Records supplied:
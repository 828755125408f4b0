//! Domain rules for the movie catalog.
//!
//! No I/O lives here: error kinds, field limits, SID generation, the search
//! filter vocabulary and the page envelope are shared by the store layer
//! and the HTTP boundary.

pub mod error;
pub mod movie;
pub mod page;
pub mod search;
pub mod types;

Problem details: Scan the material above for lines holding the string "page" and copy those lines.

Task solution:
//! filter vocabulary and the page envelope are shared by the store layer
pub mod page;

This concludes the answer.